The childhood block (like the breast itself, perhaps) is a katamari; a kind of sculptural conglomeration (not necessarily formless, nor strictly representational) that is reoriented towards, retained, reshaped, remodelled, remapped, reconstituted throughout the course of the life it rolls through. A pebble in a pocket that is gathered together with other objects, one part of an assemblage, vibrating with the ever-present potential of its recontextualization.

The object is not lost, though it may be obscured by the dust it gathers. It is reformed constantly in the complexity of its relations.

We are constantly building new homes with the blocks of self and life.


I think about the sculptures of Barbara Hepworth — her iterations of “Mother and Child”.

In 1934, mother and child are conjoined in a flow. Two figures seem to shapeshift before us, distinct, free-floating, and yet constructed from a single piece of alabaster. Each borders on formlessness, the familial relation retained only through a sense of the diminutive.

Then, that same year, another iteration, this time cleft (à la bastard). The relation is nonetheless more obvious. A delicate nestling is made possible. The relation is visibly strengthened in its separation. The object-child, in its distinction, conveys more affectively a sense of maternal desire. The possibility of rearrangement, of placing the child elsewhere, at a distance, makes the bond appear closer. The objects produce desire in their very relation; desire does not produce the objects themselves.

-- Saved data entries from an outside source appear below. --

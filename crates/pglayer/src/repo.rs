//! The generic repository.
//!
//! `Repository<T>` derives every operation from `T`'s descriptor and runs it
//! through the execution envelope: CRUD, partial update, bulk insert via
//! binary COPY, optimistic locking, the soft-delete lifecycle, upsert, and
//! paging. Scope views (`with_trashed`, `only_trashed`) return altered
//! copies; the repository itself is cheap to clone per call site.

use std::fmt::Write as _;
use std::marker::PhantomData;

use futures_util::pin_mut;
use tokio_postgres::binary_copy::BinaryCopyInWriter;
use tokio_postgres::types::Type;

use crate::cond::Cond;
use crate::descriptor::{FieldDescriptor, Record, TableDescriptor, descriptor_for};
use crate::envelope::{Route, Source};
use crate::error::{DbError, DbResult, map_db_error};
use crate::hooks::{AuditEntry, Hooks};
use crate::ident::{quote_ident, quote_qualified};
use crate::placeholder::convert_positional;
use crate::qb::{QueryBuilder, Scope};
use crate::row::FromRow;
use crate::txn::DbTransaction;
use crate::value::{Arg, IntoArg, params_ref, render_args};

/// Paging parameters for [`Repository::find_page`].
#[derive(Debug, Clone, Default, serde::Deserialize)]
#[serde(default)]
pub struct PageRequest {
    /// Page size. Zero means no LIMIT.
    pub limit: i64,
    /// Row offset.
    pub offset: i64,
    /// Optional ORDER BY expression.
    pub order_by: Option<String>,
}

/// One page of results plus the unpaged total.
#[derive(Debug, Clone, serde::Serialize)]
pub struct Page<T> {
    /// The page items.
    pub items: Vec<T>,
    /// Total rows matching the filters, ignoring limit/offset.
    pub total: i64,
    /// Echo of the requested limit.
    pub limit: i64,
    /// Echo of the requested offset.
    pub offset: i64,
}

/// Descriptor-driven data access for one record type.
pub struct Repository<'a, T: Record> {
    source: Source<'a>,
    scope: Scope,
    _marker: PhantomData<fn() -> T>,
}

impl<'a, T: Record> Repository<'a, T> {
    pub(crate) fn new(source: Source<'a>) -> Self {
        Self {
            source,
            scope: Scope::Default,
            _marker: PhantomData,
        }
    }

    pub(crate) fn for_tx(tx: &'a DbTransaction) -> Self {
        Self::new(Source::Tx(tx))
    }

    /// A view of this repository that includes trashed rows.
    pub fn with_trashed(&self) -> Self {
        Self {
            source: self.source.clone_ref(),
            scope: Scope::WithTrashed,
            _marker: PhantomData,
        }
    }

    /// A view of this repository restricted to trashed rows.
    pub fn only_trashed(&self) -> Self {
        Self {
            source: self.source.clone_ref(),
            scope: Scope::OnlyTrashed,
            _marker: PhantomData,
        }
    }

    /// A scope-aware builder bound to `T`'s table.
    pub fn builder(&self) -> DbResult<QueryBuilder<'a>> {
        let builder = QueryBuilder::new(self.source.clone_ref()).model::<T>()?;
        Ok(match self.scope {
            Scope::Default => builder,
            Scope::WithTrashed => builder.with_trashed(),
            Scope::OnlyTrashed => builder.only_trashed(),
        })
    }

    fn audit(
        &self,
        action: &str,
        table: &str,
        entity_id: Option<String>,
        entity: Option<String>,
        query: &str,
        error: Option<&DbError>,
    ) {
        if let Some(hook) = self.source.envelope().audit() {
            hook.record(AuditEntry {
                action: action.to_string(),
                table: table.to_string(),
                entity_id,
                entity,
                query: query.to_string(),
                error: error.map(|e| e.to_string()),
            });
        }
    }

    fn require_soft_delete(descriptor: &TableDescriptor) -> DbResult<()> {
        if descriptor.soft_delete {
            Ok(())
        } else {
            Err(DbError::validation(format!(
                "table '{}' has no soft-delete column",
                descriptor.table
            )))
        }
    }

    /// Columns and values for INSERT: skips the auto-increment primary key,
    /// ignored fields, and zero-valued fields with a declared default.
    fn insert_parts(
        descriptor: &TableDescriptor,
        entity: &T,
    ) -> DbResult<(Vec<String>, Vec<Arg>)> {
        let mut columns = Vec::new();
        let mut args = Vec::new();
        for field in &descriptor.fields {
            if field.primary_key && field.auto_increment {
                continue;
            }
            if field.default.is_some() && entity.is_zero_field(&field.field) {
                continue;
            }
            columns.push(quote_ident(&field.column));
            args.push(field_arg(entity, field)?);
        }
        Ok((columns, args))
    }
}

Hepworth’s is a childhood block most explicitly. We project ourselves onto it, imagine the new ways the block can be narrated, repositioned, reshaped. But the separation of mother and child need not be understood as a loss. We could approach the object-child without having seen the object-mother upon which it once sat. We may nonetheless imagine the object’s journey, not only apart from the mother-object but from the limestone sedimentation it was first retrieved from, as raw matter.

We may return to Deleuze, who imagines how

sculpture ceases to be monumental in order to become hodological: it is not enough to say that it is a landscape and that it lays out a place or territory. What it lays out are paths — it is itself a voyage. A sculpture follows the paths that give it an outside; it works only with nonclosed curves that divide up and traverse the organic body and has no other memory than that of the material…

The object-mother and object-child, though signifying a relation in Hepworth’s titling, are still only rocks; their existence as hyper-objects is thinkable as soon as we pull back to loose veil of representation.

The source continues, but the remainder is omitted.